Les méthodes ont été diverses dans ma vie, au théâtre et au cinéma. L’idée est de se
renouveler, de ne jamais se répéter. Il n’y a pas de recette, mais j’aime bien avoir une
structure émotionnelle qui me permet d’entrer dans le film et d’en sortir. C’est d’ailleurs ce que j’ai toujours fait de façon intuitive. Avec les profs de théâtre, on élabore une réflexion sur un rôle, mais ensuite il faut pouvoir tout lâcher au moment du tournage. La méthode est un moyen de faire connaissance avec le sujet et avec soi-même par rapport au sujet, pour pouvoir ensuite être disponible avec le metteur en scène, mais ça n’est pas une fin en soi. Parfois, je fais le choix de ne pas préparer pour être dans une maladresse ou une incertitude qui convient à mon avis mieux au rôle. Mais globalement, je trouve ça toujours plus intéressant de travailler sur un film que de ne pas travailler.
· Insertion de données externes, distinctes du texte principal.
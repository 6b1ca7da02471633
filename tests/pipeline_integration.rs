//! Integration tests for the scraper client request pipeline.
//!
//! A wiremock server stands in for the remote site. Transport failures are
//! produced by stalling responses past the per-request timeout.

use std::sync::Arc;
use std::sync::atomic::{AtomicUsize, Ordering};
use std::time::Duration;

use reqwest::header::{HeaderValue, USER_AGENT};
use scraper_client::config::ClientConfig;
use scraper_client::fetch::{
    FailureType, PageRequest, PageSource, RequestError, ScraperClient, TransportError,
    classify_error,
};
use scraper_client::metrics::{InMemoryMetrics, MetricsError, MetricsRecorder};
use wiremock::matchers::{body_string, header, method, path, path_regex};
use wiremock::{Mock, MockServer, Respond, ResponseTemplate};

mod support;
use support::start_mock_server_or_skip;

const STALL: Duration = Duration::from_secs(2);
const ATTEMPT_TIMEOUT: Duration = Duration::from_millis(150);

/// Stalls the first `failures` calls past the client timeout, then answers.
struct FlakyResponder {
    calls: Arc<AtomicUsize>,
    failures: usize,
}

impl Respond for FlakyResponder {
    fn respond(&self, _request: &wiremock::Request) -> ResponseTemplate {
        let call = self.calls.fetch_add(1, Ordering::SeqCst);
        if call < self.failures {
            ResponseTemplate::new(200)
                .set_body_string("too late")
                .set_delay(STALL)
        } else {
            ResponseTemplate::new(200).set_body_string("page body")
        }
    }
}

#[derive(Debug)]
struct BrokenRecorder;
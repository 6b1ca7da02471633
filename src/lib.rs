//! Scraper Client Library
//!
//! A resilient HTTP client for web scrapers: bounded, randomized retries for
//! transport failures, robots.txt compliance with a shared per-origin cache,
//! cookie isolation between requests, and per-scraper request metrics.
//!
//! # Architecture
//!
//! The library is organized into the following modules:
//! - [`fetch`] - The request pipeline and its retry, robots and cookie policies
//! - [`metrics`] - The injected metrics recorder seam and an in-memory recorder
//! - [`config`] - Construction-time configuration (code, JSON file or environment)
//! - [`user_agent`] - Default User-Agent and browser-like crawl headers

// Clippy lints - strict for library code
#![deny(clippy::unwrap_used)]
#![deny(clippy::expect_used)]
#![warn(clippy::pedantic)]
#![allow(clippy::module_name_repetitions)]

pub mod config;
pub mod fetch;
pub mod metrics;
pub mod user_agent;

// Re-export commonly used types
pub use config::{ClientConfig, ConfigError};
pub use fetch::{
    BackoffPolicy, ClientBuildError, CookiePolicy, FailureType, PageRequest, PageResponse,
    PageSource, RequestError, RobotsAuthorizer, RobotsRuleSet, ScraperClient, TransportError,
    classify_error,
};
pub use metrics::{InMemoryMetrics, MetricsError, MetricsRecorder};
« On peut être très malmené en tant qu’acteur ou actrice puisqu’on s’expose, sans droit de regard contractuel, d’ailleurs ».

Du romantique au comique le plus fou, le spectre est large chez vous : comment vous êtes-vous emparée de cette dimension comique ?

J’ai toujours eu le désir de ne pas avoir peur des transgressions ni du convenu. Transgresser ou se mettre à nu est plus difficile car on est fragilisé par l’inconnu, mais c’est ce qui me plaît. Et c’est là que la confiance intervient avec le metteur en scène. Car on peut être très malmené en tant qu’acteur ou actrice puisqu’on s’expose, sans droit de regard contractuel, d’ailleurs. La confiance avec la mise en scène et la production est donc nécessaire pour pouvoir transgresser.

Si vous deviez choisir entre la comédie et la tragédie ?

C’est intimement lié pour moi. Et puis ça dépend aussi de comment on voit les choses. (Silence.)

Vous avez parfois montré une émotion publique forte sur des causes politiques ou contemporaines : c’est important pour vous, d’éveiller les consciences ?

L’urgence aujourd’hui, pour moi, c’est le climat. C’est une prise de conscience arrivée avec la démission de Nicolas Hulot, même si j’avais déjà conscience de l’écologie. Manger bio, je le fais depuis toujours, sauf à une période où je n’avais pas un rond, quand je vivais avec avec ma sœur. Sur YouTube, je participe à Thinkerview, qui invite des penseurs, des directeurs d’associations à réfléchir en une heure trente : on a le temps de la pensée, de l’expérience et pas du zapping, c’est vraiment précieux. L’Aquarius et SOS Méditerranée (pour le sauvetage en mer des migrants, NDLR) me mobilisent aussi. Tant que je peux aider, je le fais.

Si le cinéma s’arrêtait, vous feriez quoi ?

Me reposer (elle rit très longtemps), je ne me repose pas pour l’instant. Je suis dans l’agir, mais à un moment il faut faire attention à son corps et à son esprit.

  • DOUBLES VIES, D’OLIVIER ASSAYAS, EN SALLES LE 23/1.
  • HIGH LIFE, DE CLAIRE DENIS, EN SALLES LE 20/3.